How Would Greg Abbott And Wendy Davis Secure The Border?
This is the second in a week-long series of coordinated reports from KERA, the Dallas Morning News, and KXAS-TV (NBC 5). Five Days in October looks at where the leading candidates for governor stand on certain issues.
Today, we look at border security and how Republican Greg Abbott and Democrat Wendy Davis differ on deploying National Guard troops along the border.
This summer, Texas was in the national spotlight as thousands of unaccompanied children from Central America came across the border. Gov. Rick Perry said he was also worried the border was so porous drug cartels and human traffickers are crossing into Texas. So Perry ordered 1,000 National Guard troops and additional Department of Public Safety troopers to the border.
Greg Abbott, the Republican running for governor, wholeheartedly supported the effort.
“The federal government failed to do its job. The federal government has the fundamental responsibility to secure and protect our border,” Abbott said during a Sept. 19 televised debate in McAllen. “It failed in its fundamental responsibility. But Texas will not stand idly by.”
Democratic candidate Wendy Davis said she also supported extra law enforcement at the border. But during the debate in the Rio Grande Valley, she questioned the cost of sending the Guard – over $3 million a week. She suggested it might make more sense to increase local or department of public safety numbers instead.
“When we spend money on something that was not requested by this local community, and we put boots on the ground that don’t have detention and arrest authority,” Davis said during a debate. “We are shortchanging our ability to do what will make a smart investment in the future of this state, an investment in our children.”
Michelle Roy, a Tarrant County voter and Davis supporter, also questions having National Guard troops on the border. Roy, who tweeted during KERA’s Sept. 30 debate, says the state has far greater needs.
“That’s just a waste of money, in my opinion, that I’m paying for,” Roy said. “What we need is more help with social services. More help with some of the church outreach. The National Guard is doing nothing.”
Outside a Plano Starbucks, Kauffman County resident and Abbott supporter, Roger Jones says he wants more security at the border. Still, he questions whether National Guard troops should be part of the plan.
“It would be well-spent money, in my opinion, if it would work,” Jones said. “Because what they’ve done with all the money they’ve spent before it’s not doing any good, but I don’t know. Will it work?”
Abbott is convinced it will. In addition to the Guard, he says he would double the general revenue funds for DPS. Under that plan, he would add 500 DPS troops, 20 new Texas Rangers and more technology and tools for surveillance.
He also told a debate audience that his office is working on a potential lawsuit against the Obama administration for expenses incurred by the state and Rio Grande Valley cities, which had to pay for humanitarian relief for immigrants crossing the border.
“Secure communities promote economic development, and we want to ensure that the community here in the Rio Grande Valley as well as any community in the state of Texas is going to be safe and secure,” Abbott said.
Before sending in the Guard, Davis says Gov. Perry should have asked local communities what they think would be most effective.

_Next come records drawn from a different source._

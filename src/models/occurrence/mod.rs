// Occurrence module
// Materialized instances of events and the merged listing view

use std::fmt;
use std::str::FromStr;

use serde::{Deserialize, Serialize};

use crate::error::SchedulerError;
use crate::models::event::{Event, EventId, EventStatus, EventType, Priority};
use crate::models::time_span::TimeSpan;

/// Derived key: parent event plus position in the expanded series.
#[derive(Debug, Clone, Copy, PartialEq, Eq, Hash, PartialOrd, Ord, Serialize, Deserialize)]
pub struct OccurrenceId {
    pub event_id: EventId,
    pub index: u32,
}

impl OccurrenceId {
    pub fn new(event_id: EventId, index: u32) -> Self {
        Self { event_id, index }
    }
}

impl fmt::Display for OccurrenceId {
    fn fmt(&self, f: &mut fmt::Formatter<'_>) -> fmt::Result {
        write!(f, "{}:{}", self.event_id.0, self.index)
    }
}

impl FromStr for OccurrenceId {
    type Err = SchedulerError;

    fn from_str(value: &str) -> Result<Self, Self::Err> {
        let invalid = || SchedulerError::NotFound(format!("occurrence '{}'", value));
        let (event, index) = value.split_once(':').ok_or_else(invalid)?;
        Ok(Self {
            event_id: EventId(event.parse().map_err(|_| invalid())?),
            index: index.parse().map_err(|_| invalid())?,
        })
    }
}

/// One concrete instance of a recurring event.
#[derive(Debug, Clone, PartialEq, Eq, Serialize, Deserialize)]
pub struct Occurrence {
    pub id: OccurrenceId,
    pub span: TimeSpan,
    pub all_day: bool,
    pub is_cancelled: bool,
    pub title_override: Option<String>,
    pub description_override: Option<String>,
    pub notes: Option<String>,
}

impl Occurrence {
    pub fn new(parent: EventId, index: u32, span: TimeSpan, all_day: bool) -> Self {
        Self {
            id: OccurrenceId::new(parent, index),
            span,
            all_day,
            is_cancelled: false,
            title_override: None,
            description_override: None,
            notes: None,
        }
    }

    pub fn parent_event_id(&self) -> EventId {
        self.id.event_id
    }

    pub fn effective_title<'a>(&'a self, parent: &'a Event) -> &'a str {
        self.title_override.as_deref().unwrap_or(&parent.title)
    }

    pub fn effective_description<'a>(&'a self, parent: &'a Event) -> Option<&'a str> {
        self.description_override
            .as_deref()
            .or(parent.description.as_deref())
    }

    /// Takes part in conflicts only while both it and its parent are live.
    pub fn is_live(&self, parent: &Event) -> bool {
        !self.is_cancelled && parent.is_live()
    }
}

/// Per-instance edits. Same `Option<Option<_>>` convention as `EventChanges`.
#[derive(Debug, Clone, Default, PartialEq)]
pub struct OccurrenceChanges {
    pub is_cancelled: Option<bool>,
    pub title_override: Option<Option<String>>,
    pub description_override: Option<Option<String>>,
    pub notes: Option<Option<String>>,
}

impl OccurrenceChanges {
    pub fn cancel() -> Self {
        Self {
            is_cancelled: Some(true),
            ..Default::default()
        }
    }

    pub fn restore() -> Self {
        Self {
            is_cancelled: Some(false),
            ..Default::default()
        }
    }

    pub fn apply_to(&self, occurrence: &Occurrence) -> Occurrence {
        let mut updated = occurrence.clone();
        if let Some(is_cancelled) = self.is_cancelled {
            updated.is_cancelled = is_cancelled;
        }
        if let Some(ref title) = self.title_override {
            updated.title_override = title.clone().filter(|t| !t.trim().is_empty());
        }
        if let Some(ref description) = self.description_override {
            updated.description_override = description.clone();
        }
        if let Some(ref notes) = self.notes {
            updated.notes = notes.clone();
        }
        updated
    }
}

/// Which kind of record a listing entry came from.
#[derive(Debug, Clone, Copy, PartialEq, Eq, Serialize, Deserialize)]
#[serde(tag = "kind", rename_all = "snake_case")]
pub enum EntryKind {
    Event,
    Occurrence { id: OccurrenceId },
}

/// Read-only view merging singular events and occurrences.
#[derive(Debug, Clone, PartialEq, Serialize, Deserialize)]
pub struct CalendarEntry {
    #[serde(flatten)]
    pub kind: EntryKind,
    pub event_id: EventId,
    pub title: String,
    pub description: Option<String>,
    pub location: Option<String>,
    pub color: Option<String>,
    pub span: TimeSpan,
    pub all_day: bool,
    pub event_type: EventType,
    pub priority: Priority,
    pub status: EventStatus,
}

impl CalendarEntry {
    pub fn for_event(event: &Event) -> Self {
        Self {
            kind: EntryKind::Event,
            event_id: event.id,
            title: event.title.clone(),
            description: event.description.clone(),
            location: event.location.clone(),
            color: event.color.clone(),
            span: event.span,
            all_day: event.all_day,
            event_type: event.event_type,
            priority: event.priority,
            status: event.status,
        }
    }

    pub fn for_occurrence(parent: &Event, occurrence: &Occurrence) -> Self {
        Self {
            kind: EntryKind::Occurrence { id: occurrence.id },
            event_id: parent.id,
            title: occurrence.effective_title(parent).to_string(),
            description: occurrence.effective_description(parent).map(str::to_string),
            location: parent.location.clone(),
            color: parent.color.clone(),
            span: occurrence.span,
            all_day: occurrence.all_day,
            event_type: parent.event_type,
            priority: parent.priority,
            status: parent.status,
        }
    }

    pub fn occurrence_id(&self) -> Option<OccurrenceId> {
        match self.kind {
            EntryKind::Event => None,
            EntryKind::Occurrence { id } => Some(id),
        }
    }

    pub fn time_range_label(&self) -> String {
        self.span.time_range_label(self.all_day)
    }
}
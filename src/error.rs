// Scheduler error taxonomy

use chrono::NaiveDateTime;
use thiserror::Error;

use crate::models::event::{EventId, EventStatus, OwnerId};
use crate::services::conflict::Conflict;

/// Errors returned by the scheduling engine.
///
/// Validation variants are produced before any state is touched, so a failed
/// call never leaves a partially applied change behind.
#[derive(Debug, Error)]
pub enum SchedulerError {
    #[error("invalid time span: end {end} must be after start {start}")]
    InvalidSpan {
        start: NaiveDateTime,
        end: NaiveDateTime,
    },

    #[error("invalid recurrence rule: {0}")]
    InvalidRecurrenceRule(String),

    #[error("invalid event: {0}")]
    InvalidEvent(String),

    #[error("cannot change status from {from} to {to}")]
    InvalidStatusTransition { from: EventStatus, to: EventStatus },

    #[error("time conflicts with {} existing item(s)", .0.len())]
    ConflictDetected(Vec<Conflict>),

    #[error("{0} not found")]
    NotFound(String),

    #[error("event {event} is not owned by {owner}")]
    Unauthorized { owner: OwnerId, event: EventId },

    #[error(transparent)]
    Storage(#[from] anyhow::Error),
}

impl SchedulerError {
    /// Conflicts carried by a rejected mutation, if that is why it failed.
    pub fn conflicts(&self) -> Option<&[Conflict]> {
        match self {
            SchedulerError::ConflictDetected(conflicts) => Some(conflicts),
            _ => None,
        }
    }
}

pub type Result<T, E = SchedulerError> = std::result::Result<T, E>;
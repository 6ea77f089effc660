//! SQLite event repository.
//! Row-level reads and writes for events and their occurrences, used by
//! `SqliteStore` inside a single transaction per write set.

use rusqlite::Connection;

pub mod crud;
pub mod queries;
mod shared;

/// Repository over the `events` and `event_occurrences` tables.
pub struct EventRepository<'a> {
    pub(crate) conn: &'a Connection,
}

impl<'a> EventRepository<'a> {
    /// Create a new EventRepository with a database connection
    pub fn new(conn: &'a Connection) -> Self {
        Self { conn }
    }
}
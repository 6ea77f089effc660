// Service module exports

pub mod conflict;
pub mod database;
pub mod event;
pub mod recurrence;
pub mod scheduler;
pub mod settings;
pub mod store;
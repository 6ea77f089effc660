use std::fmt;
use std::str::FromStr;

use serde::{Deserialize, Serialize};

use crate::error::{Result, SchedulerError};

#[derive(Debug, Clone, Copy, PartialEq, Eq, Hash, Default, Serialize, Deserialize)]
#[serde(rename_all = "lowercase")]
pub enum EventType {
    Task,
    Meeting,
    Appointment,
    Reminder,
    Personal,
    Work,
    Social,
    #[default]
    Other,
}

impl EventType {
    pub fn as_str(&self) -> &'static str {
        match self {
            EventType::Task => "task",
            EventType::Meeting => "meeting",
            EventType::Appointment => "appointment",
            EventType::Reminder => "reminder",
            EventType::Personal => "personal",
            EventType::Work => "work",
            EventType::Social => "social",
            EventType::Other => "other",
        }
    }
}

impl FromStr for EventType {
    type Err = SchedulerError;

    fn from_str(value: &str) -> Result<Self> {
        match value {
            "task" => Ok(EventType::Task),
            "meeting" => Ok(EventType::Meeting),
            "appointment" => Ok(EventType::Appointment),
            "reminder" => Ok(EventType::Reminder),
            "personal" => Ok(EventType::Personal),
            "work" => Ok(EventType::Work),
            "social" => Ok(EventType::Social),
            "other" => Ok(EventType::Other),
            other => Err(SchedulerError::InvalidEvent(format!(
                "unknown event type '{}'",
                other
            ))),
        }
    }
}

#[derive(Debug, Clone, Copy, PartialEq, Eq, Hash, Default, Serialize, Deserialize)]
#[serde(rename_all = "lowercase")]
pub enum Priority {
    Low,
    #[default]
    Medium,
    High,
    Urgent,
}

impl Priority {
    pub fn as_str(&self) -> &'static str {
        match self {
            Priority::Low => "low",
            Priority::Medium => "medium",
            Priority::High => "high",
            Priority::Urgent => "urgent",
        }
    }
}

impl FromStr for Priority {
    type Err = SchedulerError;

    fn from_str(value: &str) -> Result<Self> {
        match value {
            "low" => Ok(Priority::Low),
            "medium" => Ok(Priority::Medium),
            "high" => Ok(Priority::High),
            "urgent" => Ok(Priority::Urgent),
            other => Err(SchedulerError::InvalidEvent(format!(
                "unknown priority '{}'",
                other
            ))),
        }
    }
}

/// Lifecycle status of an event.
///
/// ```text
/// scheduled -> confirmed | cancelled | rescheduled
/// confirmed -> completed | cancelled | rescheduled
/// rescheduled -> confirmed | completed | cancelled
/// ```
/// `cancelled` and `completed` are terminal and drop out of conflict checks,
/// but the record itself is kept.
#[derive(Debug, Clone, Copy, PartialEq, Eq, Hash, Default, Serialize, Deserialize)]
#[serde(rename_all = "lowercase")]
pub enum EventStatus {
    #[default]
    Scheduled,
    Confirmed,
    Cancelled,
    Completed,
    Rescheduled,
}

impl EventStatus {
    pub fn as_str(&self) -> &'static str {
        match self {
            EventStatus::Scheduled => "scheduled",
            EventStatus::Confirmed => "confirmed",
            EventStatus::Cancelled => "cancelled",
            EventStatus::Completed => "completed",
            EventStatus::Rescheduled => "rescheduled",
        }
    }

    /// Whether events in this status take part in conflict detection.
    pub fn is_live(&self) -> bool {
        !matches!(self, EventStatus::Cancelled | EventStatus::Completed)
    }

    pub fn is_terminal(&self) -> bool {
        !self.is_live()
    }

    pub fn can_transition_to(&self, next: EventStatus) -> bool {
        use EventStatus::*;

        if *self == next {
            return true;
        }

        matches!(
            (self, next),
            (Scheduled, Confirmed | Cancelled | Rescheduled)
                | (Confirmed, Completed | Cancelled | Rescheduled)
                | (Rescheduled, Confirmed | Completed | Cancelled)
        )
    }

    pub fn transition_to(&self, next: EventStatus) -> Result<EventStatus> {
        if self.can_transition_to(next) {
            Ok(next)
        } else {
            Err(SchedulerError::InvalidStatusTransition {
                from: *self,
                to: next,
            })
        }
    }
}

impl fmt::Display for EventStatus {
    fn fmt(&self, f: &mut fmt::Formatter<'_>) -> fmt::Result {
        f.write_str(self.as_str())
    }
}

impl FromStr for EventStatus {
    type Err = SchedulerError;

    fn from_str(value: &str) -> Result<Self> {
        match value {
            "scheduled" => Ok(EventStatus::Scheduled),
            "confirmed" => Ok(EventStatus::Confirmed),
            "cancelled" => Ok(EventStatus::Cancelled),
            "completed" => Ok(EventStatus::Completed),
            "rescheduled" => Ok(EventStatus::Rescheduled),
            other => Err(SchedulerError::InvalidEvent(format!(
                "unknown status '{}'",
                other
            ))),
        }
    }
}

While Davis stopped short of saying she would replace the Guard with more local and state law enforcement, which are authorized to make arrests, she suggested that could be the best strategy.
“We also should have asked those who’ve been serving the needs of folks who’ve been coming across the border – the humanitarian side of this issue,” Davis said. “Catholic Charities and other faith-based and non-profit organizations need our help.”
So while both Abbott and Davis agree more law enforcement is needed to make the Texas Border with Mexico more secure, they disagree on whether the National Guard should be a big part of that.